Then. Always. Now.For P.

conversation 21

[T]hings have quieted down now, God. All five kids have been gone for years. D has been around more. I’ve missed him, although you know how I don’t like to admit that to him.

When D and I are together, I remember what it is about him that I’d always loved. He had a smile that captivated me, and eyes that made me feel like I was the only one in the room. He was jealous for me, passionate in his pursuit of me. When he got lost and struggled to find out who he was for all those years, I could hardly bear it. And, while I didn’t realize it at the time, I was shutting down a part of myself–the part that desired love but didn’t know how to show it.

I wonder if I am any good at loving him. I wonder if I am good at loving, at all.

It has been hard, these years, trying not to care even though I love with an intensity that makes my heart feel, sometimes, like it will surely explode. I know I have some healing to do about my parents. My grandmother loved me and held me and always wanted me close. But a part of me aches, I think, because my parents didn’t know how to love me like I am.

What do I do with all this love inside me, God? I decided, long ago, that the best way to love is to hold it all in. Is it okay continuing like this, trying to protect my heart? I think I do it at the expense of relationships that need me. How can I be present; how can I be all in; how can I pursue?

How do I show the people I love that I love them when I’m afraid to show all the love that I have to give?


Then. Always. Now.[M]y daughter, watch me coming. Watch me coming to rescue you. Watch me standing next to you, bending low and scooping you up, just like your grandmother did when you were a little girl. Watch me come to you, not holding back my love for you. I am yours. I am all in and I am with you and I am not going anywhere.

You are made with a fierce strength–but one that is now tender and raw and wounded. You have been trying to convince yourself you are okay, and you are. But let me be clear on this: you are only okay when you know that you are loved.
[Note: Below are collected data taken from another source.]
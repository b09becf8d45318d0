//! Repository layer abstractions and persistence implementations.
//!
//! # Responsibility
//! - Define the storage and sequence collaborators as traits.
//! - Isolate SQLite query details from service orchestration.
//!
//! # Invariants
//! - Repositories never apply business validation; services do.
//! - Missing rows are reported as `None`/`false`, not as errors.

pub mod contact_repo;
pub mod issue_repo;
pub mod sequence_repo;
Do you know how much I love you, right now, just like you are, my darling? Do you know I always have?

Return now to the place where we began. Return to the place where  you first knew me. Return to the moments when you knew I was close and when you believed I was so far away. Ask me to show you where I was. Ask me to show you how I held you, what I was doing in that moment.

Because in the moments with your dad, his head bent low, his back to you in his chair, I was with you, my daughter.
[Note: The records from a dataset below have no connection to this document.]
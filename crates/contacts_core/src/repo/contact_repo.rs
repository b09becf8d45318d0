//! Contact repository contracts and SQLite implementation.
//!
//! # Responsibility
//! - Provide find/count/insert/update/delete over the active and deleted
//!   contact stores.
//! - Keep SQL details inside the core persistence boundary.
//!
//! # Invariants
//! - Both stores share one column layout; a row read from one can be
//!   inserted into the other unchanged.
//! - Read paths reject invalid persisted state instead of masking it.
//! - Listing always orders by `name ASC, id ASC`.

use crate::db::DbError;
use crate::model::contact::{Contact, ContactChanges, ContactFrequency, ContactId};
use rusqlite::types::Value;
use rusqlite::{params, params_from_iter, Connection, Row};
use std::error::Error;
use std::fmt::{Display, Formatter};

const CONTACT_COLUMNS: &str = "id,
    name,
    email,
    phone,
    linkedin,
    company,
    title,
    active_status,
    contact_frequency,
    priority,
    familiarity,
    last_contact_date,
    next_contact_date,
    notes,
    context_space,
    deleted_at";

pub type RepoResult<T> = Result<T, RepoError>;

/// Repository error for contact and issue persistence.
#[derive(Debug)]
pub enum RepoError {
    Db(DbError),
    InvalidData(String),
}

impl Display for RepoError {
    fn fmt(&self, f: &mut Formatter<'_>) -> std::fmt::Result {
        match self {
            Self::Db(err) => write!(f, "{err}"),
            Self::InvalidData(message) => write!(f, "invalid persisted data: {message}"),
        }
    }
}

impl Error for RepoError {
    fn source(&self) -> Option<&(dyn Error + 'static)> {
        match self {
            Self::Db(err) => Some(err),
            Self::InvalidData(_) => None,
        }
    }
}

impl From<DbError> for RepoError {
    fn from(value: DbError) -> Self {
        Self::Db(value)
    }
}

impl From<rusqlite::Error> for RepoError {
    fn from(value: rusqlite::Error) -> Self {
        Self::Db(DbError::Sqlite(value))
    }
}

/// Logical contact collection.
#[derive(Debug, Clone, Copy, PartialEq, Eq)]
pub enum ContactStore {
    /// Live contacts (`contacts`).
    Active,
    /// Soft-deleted contacts (`deleted_contacts`).
    Deleted,
}

impl ContactStore {
    pub fn table(self) -> &'static str {
        match self {
            Self::Active => "contacts",
            Self::Deleted => "deleted_contacts",
        }
    }
}

/// Filter for listing active contacts. `None` fields do not filter.
#[derive(Debug, Clone, Default, PartialEq, Eq)]
pub struct ContactFilter {
    pub active_status: Option<bool>,
    pub contact_frequency: Option<ContactFrequency>,
    pub priority: Option<String>,
    pub familiarity: Option<String>,
    /// Free text matched against the full-text index; blank means no filter.
    pub search: Option<String>,
}

/// Storage collaborator for contact records.
pub trait ContactRepository {
    fn find_contact(&self, store: ContactStore, id: ContactId) -> RepoResult<Option<Contact>>;
    /// Active contacts matching `filter`, sorted by name.
    fn find_contacts(
        &self,
        filter: &ContactFilter,
        offset: u64,
        limit: u32,
    ) -> RepoResult<Vec<Contact>>;
    fn count_contacts(&self, filter: &ContactFilter) -> RepoResult<u64>;
    fn insert_contact(&self, store: ContactStore, contact: &Contact) -> RepoResult<()>;
    /// Sets only the fields present in `changes` on an active contact.
    ///
    /// Returns whether a row matched `id`.
    fn update_contact_fields(&self, id: ContactId, changes: &ContactChanges) -> RepoResult<bool>;
    /// Returns the number of deleted rows (0 or 1).
    fn delete_contact(&self, store: ContactStore, id: ContactId) -> RepoResult<usize>;
}

/// SQLite-backed contact repository.
pub struct SqliteContactRepository<'conn> {
    conn: &'conn Connection,
}

impl<'conn> SqliteContactRepository<'conn> {
    pub fn new(conn: &'conn Connection) -> Self {
        Self { conn }
    }
}

impl ContactRepository for SqliteContactRepository<'_> {
    fn find_contact(&self, store: ContactStore, id: ContactId) -> RepoResult<Option<Contact>> {
        let mut stmt = self.conn.prepare(&format!(
            "SELECT {CONTACT_COLUMNS} FROM {} WHERE id = ?1;",
            store.table()
        ))?;

        let mut rows = stmt.query([id])?;
        if let Some(row) = rows.next()? {
            return Ok(Some(parse_contact_row(row)?));
        }

        Ok(None)
    }

    fn find_contacts(
        &self,
        filter: &ContactFilter,
        offset: u64,
        limit: u32,
    ) -> RepoResult<Vec<Contact>> {
        let (where_sql, mut bind_values) = build_filter(filter);
        let sql = format!(
            "SELECT {CONTACT_COLUMNS} FROM contacts{where_sql}
             ORDER BY name ASC, id ASC
             LIMIT ? OFFSET ?"
        );
        bind_values.push(Value::Integer(i64::from(limit)));
        bind_values.push(Value::Integer(i64::try_from(offset).unwrap_or(i64::MAX)));

        let mut stmt = self.conn.prepare(&sql)?;
        let mut rows = stmt.query(params_from_iter(bind_values))?;
        let mut contacts = Vec::new();

        while let Some(row) = rows.next()? {
            contacts.push(parse_contact_row(row)?);
        }

        Ok(contacts)
    }

    fn count_contacts(&self, filter: &ContactFilter) -> RepoResult<u64> {
        let (where_sql, bind_values) = build_filter(filter);
        let count: i64 = self.conn.query_row(
            &format!("SELECT COUNT(*) FROM contacts{where_sql}"),
            params_from_iter(bind_values),
            |row| row.get(0),
        )?;
        count_from_db(count, "contact")
    }

    fn insert_contact(&self, store: ContactStore, contact: &Contact) -> RepoResult<()> {
        self.conn.execute(
            &format!(
                "INSERT INTO {} ({CONTACT_COLUMNS})
                 VALUES (?1, ?2, ?3, ?4, ?5, ?6, ?7, ?8, ?9, ?10, ?11, ?12, ?13, ?14, ?15, ?16);",
                store.table()
            ),
            params![
                contact.id,
                contact.name.as_str(),
                contact.email.as_deref(),
                contact.phone.as_deref(),
                contact.linkedin.as_deref(),
                contact.company.as_deref(),
                contact.title.as_deref(),
                bool_to_int(contact.active_status),
                contact.contact_frequency.as_str(),
                contact.priority.as_deref(),
                contact.familiarity.as_deref(),
                contact.last_contact_date,
                contact.next_contact_date,
                contact.notes.as_deref(),
                contact.context_space.as_deref(),
                contact.deleted_at,
            ],
        )?;

        Ok(())
    }

    fn update_contact_fields(&self, id: ContactId, changes: &ContactChanges) -> RepoResult<bool> {
        let assignments = changed_columns(changes);
        if assignments.is_empty() {
            let exists: i64 = self.conn.query_row(
                "SELECT EXISTS(SELECT 1 FROM contacts WHERE id = ?1);",
                [id],
                |row| row.get(0),
            )?;
            return Ok(exists == 1);
        }

        let set_sql = assignments
            .iter()
            .map(|(column, _)| format!("{column} = ?"))
            .collect::<Vec<_>>()
            .join(", ");
        let mut bind_values: Vec<Value> = assignments.into_iter().map(|(_, value)| value).collect();
        bind_values.push(Value::Integer(id));

        let changed = self.conn.execute(
            &format!("UPDATE contacts SET {set_sql} WHERE id = ?;"),
            params_from_iter(bind_values),
        )?;

        Ok(changed > 0)
    }

    fn delete_contact(&self, store: ContactStore, id: ContactId) -> RepoResult<usize> {
        let deleted = self.conn.execute(
            &format!("DELETE FROM {} WHERE id = ?1;", store.table()),
            [id],
        )?;
        Ok(deleted)
    }
}

/// Converts a SQL `COUNT(*)` value, rejecting negatives as corrupt data.
pub(crate) fn count_from_db(count: i64, what: &str) -> RepoResult<u64> {
    u64::try_from(count)
        .map_err(|_| RepoError::InvalidData(format!("negative {what} count `{count}`")))
}

fn build_filter(filter: &ContactFilter) -> (String, Vec<Value>) {
    let mut clauses: Vec<&str> = Vec::new();
    let mut bind_values: Vec<Value> = Vec::new();

    if let Some(active_status) = filter.active_status {
        clauses.push("active_status = ?");
        bind_values.push(Value::Integer(bool_to_int(active_status)));
    }
    if let Some(frequency) = filter.contact_frequency {
        clauses.push("contact_frequency = ?");
        bind_values.push(Value::Text(frequency.as_str().to_string()));
    }
    if let Some(priority) = &filter.priority {
        clauses.push("priority = ?");
        bind_values.push(Value::Text(priority.clone()));
    }
    if let Some(familiarity) = &filter.familiarity {
        clauses.push("familiarity = ?");
        bind_values.push(Value::Text(familiarity.clone()));
    }
    if let Some(match_expr) = filter.search.as_deref().and_then(build_match_expression) {
        clauses.push("id IN (SELECT rowid FROM contacts_fts WHERE contacts_fts MATCH ?)");
        bind_values.push(Value::Text(match_expr));
    }

    if clauses.is_empty() {
        return (String::new(), bind_values);
    }
    (format!(" WHERE {}", clauses.join(" AND ")), bind_values)
}

/// Quotes every whitespace-separated term and ORs them together.
fn build_match_expression(text: &str) -> Option<String> {
    let terms = text
        .split_whitespace()
        .map(|term| format!("\"{}\"", term.replace('"', "\"\"")))
        .collect::<Vec<_>>();

    if terms.is_empty() {
        return None;
    }
    Some(terms.join(" OR "))
}

fn changed_columns(changes: &ContactChanges) -> Vec<(&'static str, Value)> {
    let mut columns = Vec::new();

    if let Some(name) = &changes.name {
        columns.push(("name", Value::Text(name.clone())));
    }
    push_text(&mut columns, "email", &changes.email);
    push_text(&mut columns, "phone", &changes.phone);
    push_text(&mut columns, "linkedin", &changes.linkedin);
    push_text(&mut columns, "company", &changes.company);
    push_text(&mut columns, "title", &changes.title);
    if let Some(active_status) = changes.active_status {
        columns.push(("active_status", Value::Integer(bool_to_int(active_status))));
    }
    if let Some(frequency) = changes.contact_frequency {
        columns.push((
            "contact_frequency",
            Value::Text(frequency.as_str().to_string()),
        ));
    }
    push_text(&mut columns, "priority", &changes.priority);
    push_text(&mut columns, "familiarity", &changes.familiarity);
    push_timestamp(&mut columns, "last_contact_date", changes.last_contact_date);
    push_timestamp(&mut columns, "next_contact_date", changes.next_contact_date);
    push_text(&mut columns, "notes", &changes.notes);
    push_text(&mut columns, "context_space", &changes.context_space);

    columns
}

fn push_text(
    columns: &mut Vec<(&'static str, Value)>,
    column: &'static str,
    change: &Option<Option<String>>,
) {
    if let Some(value) = change {
        columns.push((column, value.clone().map_or(Value::Null, Value::Text)));
    }
}

fn push_timestamp(
    columns: &mut Vec<(&'static str, Value)>,
    column: &'static str,
    change: Option<Option<i64>>,
) {
    if let Some(value) = change {
        columns.push((column, value.map_or(Value::Null, Value::Integer)));
    }
}

fn parse_contact_row(row: &Row<'_>) -> RepoResult<Contact> {
    let frequency_text: String = row.get("contact_frequency")?;
    let contact_frequency = ContactFrequency::parse(&frequency_text).ok_or_else(|| {
        RepoError::InvalidData(format!(
            "invalid contact frequency `{frequency_text}` in contacts.contact_frequency"
        ))
    })?;

    let active_status = match row.get::<_, i64>("active_status")? {
        0 => false,
        1 => true,
        other => {
            return Err(RepoError::InvalidData(format!(
                "invalid active_status value `{other}` in contacts.active_status"
            )));
        }
    };

    Ok(Contact {
        id: row.get("id")?,
        name: row.get("name")?,
        email: row.get("email")?,
        phone: row.get("phone")?,
        linkedin: row.get("linkedin")?,
        company: row.get("company")?,
        title: row.get("title")?,
        active_status,
        contact_frequency,
        priority: row.get("priority")?,
        familiarity: row.get("familiarity")?,
        last_contact_date: row.get("last_contact_date")?,
        next_contact_date: row.get("next_contact_date")?,
        notes: row.get("notes")?,
        context_space: row.get("context_space")?,
        deleted_at: row.get("deleted_at")?,
    })
}

fn bool_to_int(value: bool) -> i64 {
    if value {
        1
    } else {
        0
    }
}

#[cfg(test)]
mod tests {
    use super::{
        build_filter, build_match_expression, changed_columns, count_from_db, ContactFilter,
        RepoError,
    };
    use crate::model::contact::{ContactChanges, ContactFrequency};

    #[test]
    fn match_expression_quotes_and_ors_terms() {
        assert_eq!(
            build_match_expression("acme  \"lead\""),
            Some("\"acme\" OR \"\"\"lead\"\"\"".to_string())
        );
        assert_eq!(build_match_expression("   "), None);
    }

    #[test]
    fn negative_counts_are_reported_as_invalid_data() {
        assert_eq!(count_from_db(3, "contact").unwrap(), 3);
        match count_from_db(-1, "issues group") {
            Err(RepoError::InvalidData(message)) => {
                assert_eq!(message, "negative issues group count `-1`")
            }
            other => panic!("unexpected result: {other:?}"),
        }
    }

    #[test]
    fn empty_filter_has_no_where_clause() {
        let (sql, binds) = build_filter(&ContactFilter::default());
        assert!(sql.is_empty());
        assert!(binds.is_empty());
    }

    #[test]
    fn blank_search_does_not_filter() {
        let filter = ContactFilter {
            contact_frequency: Some(ContactFrequency::Weekly),
            search: Some("  ".to_string()),
            ..ContactFilter::default()
        };
        let (sql, binds) = build_filter(&filter);
        assert_eq!(sql, " WHERE contact_frequency = ?");
        assert_eq!(binds.len(), 1);
    }

    #[test]
    fn changed_columns_only_lists_present_fields() {
        let changes = ContactChanges {
            name: Some("Ada".to_string()),
            email: Some(None),
            next_contact_date: Some(Some(42)),
            ..ContactChanges::default()
        };
        let columns: Vec<&str> = changed_columns(&changes)
            .into_iter()
            .map(|(column, _)| column)
            .collect();
        assert_eq!(columns, vec!["name", "email", "next_contact_date"]);
    }
}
Because in the moments with your family all around the table and the chaos and the fight to be seen, I was with you, my daughter.

Because in the moments when the front door didn’t open and you tucked the children in and you slept by yourself, so many nights, I was with you, my daughter.

And I want you to hear this, my darling. I want you to know this and live like you believe it: You were never too much, my dear. You were never too much to love. You were never too much to spend time with, have fun with, dance with, laugh with, hold hands with. You are beautiful and you are cherished. Then. Always. Now.

Let me show you how I cherish you. Let me show you how precious you are to me. Let me show you how you are captivating and I can’t keep my eyes off of you.

You are the one I choose.

You are the one I’ve always wanted.

You are the one I want to be with.

Then. Always. Now.


Song to listen to: “Rock of Ages (When the Day Seems Long)“, by Sandra McCracken


[T]his is day 21 of Voice: 31 Conversations: Click the image below to find out more.  Subscribe to follow along each day.

VOICE a journey towards life (1)

How She Loved You

How she loved you

For C.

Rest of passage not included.